Figures detailed in Ford’s annual proxy statement show that he earned more than three times as much as any other company executive, including the executive chairman, William Clay Ford Jr., who has kept a promise made in 2005 not to accept any new salary, bonus or stock awards until Ford can consistently earn a profit. The second-highest pay, $8.67 million, also was for only a few months’ work; it went to James J. Padilla, who retired as president and chief operating officer in July.

Three executives received bonuses for their roles in reducing manufacturing capacity, cutting costs and achieving other goals as part of Ford’s restructuring plan, known as The Way Forward. The awards were part of a retention program that the company recently abandoned.
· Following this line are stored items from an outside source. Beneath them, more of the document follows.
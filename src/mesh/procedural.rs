//! Basic procedural mesh generation routines.
use crate::error::FaceInterpolationError;
use crate::mesh::{Element, Face, FaceMesh};
use crate::Real;
use nalgebra::{convert, Point2};

/// Options for [`create_rectangular_strip`].
#[derive(Debug, Copy, Clone, PartialEq, Eq)]
pub struct StripOptions {
    /// Gauss points per dimension in each element.
    pub element_points_per_dim: usize,
    /// Gauss points on each face.
    pub face_points: usize,
    /// Boundary tag of the faces on the boundary of the strip.
    ///
    /// If `None`, no boundary faces are generated.
    pub boundary_tag: Option<usize>,
}

impl Default for StripOptions {
    fn default() -> Self {
        Self {
            element_points_per_dim: 2,
            face_points: 2,
            boundary_tag: None,
        }
    }
}

/// Generates a structured grid of `cells_x x cells_y` square elements with the given cell size,
/// whose lower-left corner is at `origin`.
///
/// Element `(i, j)` has index `j * cells_x + i`. Interior faces have normals pointing in the
/// positive `x` or `y` direction and border the element behind the face first. Boundary faces
/// have outward normals and border a single element. Interior faces are listed before boundary
/// faces.
pub fn create_rectangular_strip<T: Real>(
    origin: &Point2<T>,
    cell_size: T,
    cells_x: usize,
    cells_y: usize,
    options: &StripOptions,
) -> Result<FaceMesh<T>, FaceInterpolationError> {
    if cells_x == 0 || cells_y == 0 {
        return Ok(FaceMesh::new(Vec::new(), Vec::new()));
    }

    let vertex = |i: usize, j: usize| -> Point2<T> {
        let i: T = convert(i as f64);
        let j: T = convert(j as f64);
        Point2::new(origin.x + i * cell_size, origin.y + j * cell_size)
    };
    let element_index = |i: usize, j: usize| j * cells_x + i;
    let invalid_quadrature = |err: crate::quadrature::QuadratureError| {
        FaceInterpolationError::InvalidConfiguration(format!("invalid element quadrature: {err}"))
    };

    let mut elements = Vec::with_capacity(cells_x * cells_y);
    for j in 0..cells_y {
        for i in 0..cells_x {
            let element = Element::from_rectangle(&vertex(i, j), &vertex(i + 1, j + 1), options.element_points_per_dim)
                .map_err(invalid_quadrature)?;
            elements.push(element);
        }
    }

    let n = options.face_points;
    let mut faces = Vec::new();
    // Vertical interior faces, normal +x
    for j in 0..cells_y {
        for i in 1..cells_x {
            let borders = vec![element_index(i - 1, j), element_index(i, j)];
            faces.push(Face::from_segment(&vertex(i, j), &vertex(i, j + 1), n, borders)?);
        }
    }
    // Horizontal interior faces, normal +y
    for j in 1..cells_y {
        for i in 0..cells_x {
            let borders = vec![element_index(i, j - 1), element_index(i, j)];
            faces.push(Face::from_segment(&vertex(i + 1, j), &vertex(i, j), n, borders)?);
        }
    }

    if let Some(tag) = options.boundary_tag {
        // Segments run counter-clockwise around the domain, so that normals point outwards
        let mut boundary = Vec::new();
        for i in 0..cells_x {
            boundary.push((vertex(i, 0), vertex(i + 1, 0), element_index(i, 0)));
            boundary.push((
                vertex(i + 1, cells_y),
                vertex(i, cells_y),
                element_index(i, cells_y - 1),
            ));
        }
        for j in 0..cells_y {
            boundary.push((vertex(0, j + 1), vertex(0, j), element_index(0, j)));
            boundary.push((
                vertex(cells_x, j),
                vertex(cells_x, j + 1),
                element_index(cells_x - 1, j),
            ));
        }
        for (a, b, element) in boundary {
            faces.push(Face::from_segment(&a, &b, n, vec![element])?.with_boundary_tag(tag));
        }
    }

    Ok(FaceMesh::new(elements, faces))
}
Mark Fields, president of the company’s Americas division, earned $2.29 million of his $5.57 million in total compensation from that program. Lewis W. K. Booth, executive vice president for Europe, received a $1.7 million retention incentive, while Don R. Leclair, Ford’s chief financial officer, received $1.32 million.

Ford said it spent $517,560 to give Mr. Fields use of a company jet in 2006, a perk he stopped using in January after it received considerable negative publicity. Ford now buys first-class commercial airfares for Mr. Fields to fly from the company’s offices in Dearborn, Mich., to his family’s home in South Florida each weekend.
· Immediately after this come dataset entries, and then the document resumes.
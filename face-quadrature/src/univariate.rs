//! Quadrature rules for the one-dimensional domain `[-1, 1]`.

use crate::{Error, Rule1d};
use std::f64::consts::PI;

/// Newton iterations are capped; convergence from the initial guess takes a handful of steps.
const MAX_NEWTON_ITERATIONS: usize = 100;

/// Legendre polynomial `p_n` and its predecessor `p_{n-1}` evaluated at `x`.
///
/// The derivative formula is singular at |x| == 1, so it is only used in the open interval (-1, 1).
#[derive(Debug, Default)]
struct Legendre {
    n: usize,
    x: f64,
    p_n: f64,
    p_prev: f64,
}

impl Legendre {
    fn evaluate(n: usize, x: f64) -> Self {
        // Bonnet's recursion: m p_m = (2m - 1) x p_{m-1} - (m - 1) p_{m-2}
        let mut p_n = 1.0;
        let mut p_prev = 0.0;
        for m in 1..=n {
            let m = m as f64;
            let p_prev_prev = p_prev;
            p_prev = p_n;
            p_n = ((2.0 * m - 1.0) * x * p_prev - (m - 1.0) * p_prev_prev) / m;
        }
        Self { n, x, p_n, p_prev }
    }

    fn value(&self) -> f64 {
        self.p_n
    }

    fn derivative(&self) -> f64 {
        let n = self.n as f64;
        n * (self.x * self.p_n - self.p_prev) / (self.x * self.x - 1.0)
    }
}

/// Gauss rule on `[-1, 1]` with the given number of points.
///
/// A rule with `n` points integrates polynomials of degree up to `2n - 1` exactly.
/// Points are returned in increasing order.
pub fn try_gauss(num_points: usize) -> Result<Rule1d, Error> {
    let n = num_points;
    if n == 0 {
        return Err(Error::EmptyRule);
    }

    let mut roots = Vec::with_capacity(n);
    let mut weights = Vec::with_capacity(n);

    // Roots are symmetric about the origin, so only the positive half is computed
    let half = (n + 1) / 2;
    for i in 0..half {
        let mut x = (PI * (i as f64 + 0.75) / (n as f64 + 0.5)).cos();
        let mut legendre = Legendre::evaluate(n, x);
        for _ in 0..MAX_NEWTON_ITERATIONS {
            let dx = -legendre.value() / legendre.derivative();
            x += dx;
            legendre = Legendre::evaluate(n, x);
            if dx.abs() <= 1e-15 {
                break;
            }
        }
        let dp = legendre.derivative();
        roots.push(x);
        weights.push(2.0 / ((1.0 - x * x) * dp * dp));
    }

    // Assemble in increasing order: mirrored negative roots first
    let mut points = Vec::with_capacity(n);
    let mut ordered_weights = Vec::with_capacity(n);
    for i in 0..n - half {
        points.push([-roots[i]]);
        ordered_weights.push(weights[i]);
    }
    for i in (0..half).rev() {
        points.push([roots[i]]);
        ordered_weights.push(weights[i]);
    }
    debug_assert_eq!(points.len(), n);

    Ok((ordered_weights, points))
}

/// Gauss rule on `[-1, 1]` with the given number of points.
///
/// # Panics
///
/// Panics if zero points are requested.
pub fn gauss(num_points: usize) -> Rule1d {
    try_gauss(num_points).expect("number of points must be positive")
}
Executive compensation at all three Detroit automakers has been closely scrutinized since they began restructuring plans that will close dozens of factories and eliminate tens of thousands of jobs. They are attempting to overcome multibillion-dollar losses and become more competitive with foreign-based rivals like Toyota and Honda.

This year, as the automakers negotiate a new labor agreement with the United Automobile Workers union, workers are certain to resist demands for concessions if they consider company executives to be earning excessive salaries.

In recent months, union members have criticized the awarding of restricted stock option bonuses to top executives at General Motors — although G.M. paid no cash bonuses for the second consecutive year — and a proposal at Ford to pay bonuses to executives there. Ford later announced a program to pay “modest” bonuses of at least $300 to all employees.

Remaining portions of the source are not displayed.